Technical information
- Licensing authority: FCC
- Facility ID: 193811
- Class: Low-power FM
- ERP: 4 watts
- HAAT: 151.934 meters (498.47 ft)
- Transmitter coordinates: 42°46′23.33″N 71°5′59.2″W﻿ / ﻿42.7731472°N 71.099778°W

Links
- Public license information: LMS
- Webcast: Listen live
- Website: whav.net

= WHAV-LP =

Radio station in Haverhill, Massachusetts

WHAV-LP (97.9 FM) – branded 97.9 WHAV – is a non-commercial low-power radio station licensed to serve Haverhill, Massachusetts, and owned by Public Media of New England, Inc. WHAV-LP services the immediate Merrimack Valley, it considers itself the successor station to the original WHAV (1490 AM now WCCM) also licensed to Haverhill, and transmits from WHAV's original 1947 transmitter site.
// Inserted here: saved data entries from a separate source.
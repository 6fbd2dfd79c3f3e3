//! Engine combining model invocation, aggregation, voting and classification.

use std::collections::BTreeMap;
use std::sync::{RwLock, RwLockReadGuard};
use std::time::Instant;

use crate::compliance::{ComplianceClassifier, FrameStatistics};
use crate::config::{EngineConfig, ModelWeights};
use crate::detection::{Category, CategoryCounts, ModelId};
use crate::ensemble::{
    AggregationMethod, BoxAggregator, CoordinatorRun, DetectorRegistry, EnsembleCoordinator,
    Frame, MergedDetection, PresenceReport, PresenceVoter, passthrough, report_from_counts,
};
use crate::error::{ConfigError, EngineError};

use super::assembler::{FinalPayload, ResultAssembler};

/// Where a frame came from. Camera frames default to single-model mode.
#[derive(Debug, Clone, Copy, PartialEq, Eq)]
pub enum FrameSource {
    Upload,
    Camera,
}

/// Everything the engine derived from one frame.
#[derive(Debug, Clone)]
pub struct FrameOutcome {
    /// Merged detections, highest confidence first.
    pub merged: Vec<MergedDetection>,
    pub statistics: FrameStatistics,
    pub run: CoordinatorRun,
    /// Per-model category counts that went into the presence vote.
    pub model_votes: BTreeMap<ModelId, CategoryCounts>,
    /// `None` when a single model answered and nothing was aggregated.
    pub aggregation_method: Option<AggregationMethod>,
}

/// A configured detection engine.
///
/// The registry and configuration are fixed at construction. Model weights
/// may be swapped between requests with [`Engine::reload_weights`].
pub struct Engine {
    registry: DetectorRegistry,
    config: EngineConfig,
    weights: RwLock<ModelWeights>,
    coordinator: EnsembleCoordinator,
    aggregator: BoxAggregator,
    voter: PresenceVoter,
    classifier: ComplianceClassifier,
}

impl Engine {
    /// Create an engine over `registry`.
    ///
    /// Fails when the configuration names a primary model or weights a model
    /// that is not registered.
    pub fn new(mut registry: DetectorRegistry, config: EngineConfig) -> Result<Self, ConfigError> {
        config.validate()?;
        config.model_weights.validate_against(registry.ids())?;
        if let Some(primary) = &config.primary_model {
            registry.set_primary(primary)?;
        }

        log::info!(
            "engine ready: {} model(s), ensemble {}, aggregation {}",
            registry.len(),
            if config.ensemble_enabled { "enabled" } else { "disabled" },
            config.aggregation_method.as_str()
        );

        Ok(Self {
            coordinator: EnsembleCoordinator::new(
                config.confidence_threshold,
                config.latency_log_capacity,
            ),
            aggregator: BoxAggregator::new(
                config.aggregation_method,
                config.iou_threshold,
                config.min_votes,
            ),
            voter: PresenceVoter::new(config.rounding_policy),
            classifier: config.compliance.classifier(),
            weights: RwLock::new(config.model_weights.clone()),
            registry,
            config,
        })
    }

    pub fn config(&self) -> &EngineConfig {
        &self.config
    }

    pub fn registry(&self) -> &DetectorRegistry {
        &self.registry
    }

    pub fn coordinator(&self) -> &EnsembleCoordinator {
        &self.coordinator
    }

    /// Snapshot of the weights currently in effect.
    pub fn weights(&self) -> ModelWeights {
        self.read_weights().clone()
    }

    /// Replace the model weights. Requests already running keep the old set.
    pub fn reload_weights(&self, weights: ModelWeights) -> Result<(), ConfigError> {
        weights.validate_against(self.registry.ids())?;
        let mut guard = self.weights.write().unwrap_or_else(|p| p.into_inner());
        *guard = weights;
        log::info!("model weights reloaded");
        Ok(())
    }

    /// Decide the mode for a frame. `requested` overrides the per-source
    /// default but never enables ensemble mode when it is switched off.
    pub fn ensemble_mode_for(&self, source: FrameSource, requested: Option<bool>) -> bool {
        if !self.config.ensemble_enabled {
            return false;
        }
        requested.unwrap_or(match source {
            FrameSource::Upload => true,
            FrameSource::Camera => self.config.camera_ensemble,
        })
    }

    /// Process a frame and return the payload for the API layer. Never fails;
    /// fatal errors become `success = false`.
    pub fn process(&self, frame: &Frame<'_>, ensemble_mode: bool) -> FinalPayload {
        match self.analyze(frame, ensemble_mode) {
            Ok(outcome) => ResultAssembler::assemble(&outcome),
            Err(e) => ResultAssembler::failure(&e, ensemble_mode),
        }
    }

    /// Run every stage on one frame.
    pub fn analyze(&self, frame: &Frame<'_>, ensemble_mode: bool) -> Result<FrameOutcome, EngineError> {
        let start = Instant::now();
        let run = self.coordinator.run(&self.registry, frame, ensemble_mode)?;
        let weights = self.read_weights();

        let raw = run.all_detections();
        let merged = if run.ensemble_mode {
            self.aggregator.aggregate(&raw, &weights)
        } else {
            passthrough(&raw)
        };

        let model_votes = run.per_model_counts();
        let counts = if run.ensemble_mode {
            let reports: BTreeMap<ModelId, PresenceReport> = model_votes
                .iter()
                .map(|(id, counts)| (id.clone(), report_from_counts(counts)))
                .collect();
            let voted = self.voter.vote(&reports, &weights);
            cap_to_merged(voted, &merged)
        } else {
            CategoryCounts::tally(merged.iter().map(|m| m.category))
        };
        drop(weights);

        let classification = self.classifier.classify(&counts);
        let statistics = FrameStatistics {
            total_persons: classification.persons,
            with_helmet: counts[Category::Helmet],
            with_vest: counts[Category::Vest],
            with_glasses: counts[Category::Glasses],
            with_boots: counts[Category::Boots],
            compliance_rate: classification.compliance_rate,
            compliance_level: classification.compliance_level,
            alert_type: classification.alert_type,
            model_used: self.model_used(&run),
            ensemble_mode: run.ensemble_mode,
            inference_ms: run.inference_ms(),
            total_ms: start.elapsed().as_secs_f64() * 1000.0,
        };

        log::info!(
            "frame: {} detections, {} persons, compliance {:.1}% ({}), model {}",
            merged.len(),
            statistics.total_persons,
            statistics.compliance_rate,
            statistics.alert_type.as_str(),
            statistics.model_used
        );

        let aggregation_method = run.ensemble_mode.then(|| self.aggregator.method());
        Ok(FrameOutcome {
            merged,
            statistics,
            run,
            model_votes,
            aggregation_method,
        })
    }

    fn model_used(&self, run: &CoordinatorRun) -> String {
        if run.ensemble_mode {
            let ids: Vec<&str> = run.models_used().map(ModelId::as_str).collect();
            format!("ensemble:{}", ids.join(","))
        } else {
            self.registry
                .primary()
                .map(|(id, _)| id.to_string())
                .unwrap_or_default()
        }
    }

    fn read_weights(&self) -> RwLockReadGuard<'_, ModelWeights> {
        self.weights.read().unwrap_or_else(|p| p.into_inner())
    }
}

// A vote never claims more objects than the fused view holds.
fn cap_to_merged(mut voted: CategoryCounts, merged: &[MergedDetection]) -> CategoryCounts {
    let fused = CategoryCounts::tally(merged.iter().map(|m| m.category));
    for category in Category::ALL {
        voted[category] = voted[category].min(fused[category]);
    }
    voted
}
In addition to its standard analog transmission, WHAV-LP's audio is also carried in part, by a number of public, educational, and government access (PEG) cable television stations.

==History==
In the fall of 2013, Public Media of New England, Inc. submitted WHAV's application to the Federal Communications Commission (FCC) for an LPFM license at 98.1 MHz. This was later changed to 97.9 MHz, and a construction permit was granted on January 9, 2015, with the callsign WHAV-LP. The station went on the air in September 2016, and was licensed the following month.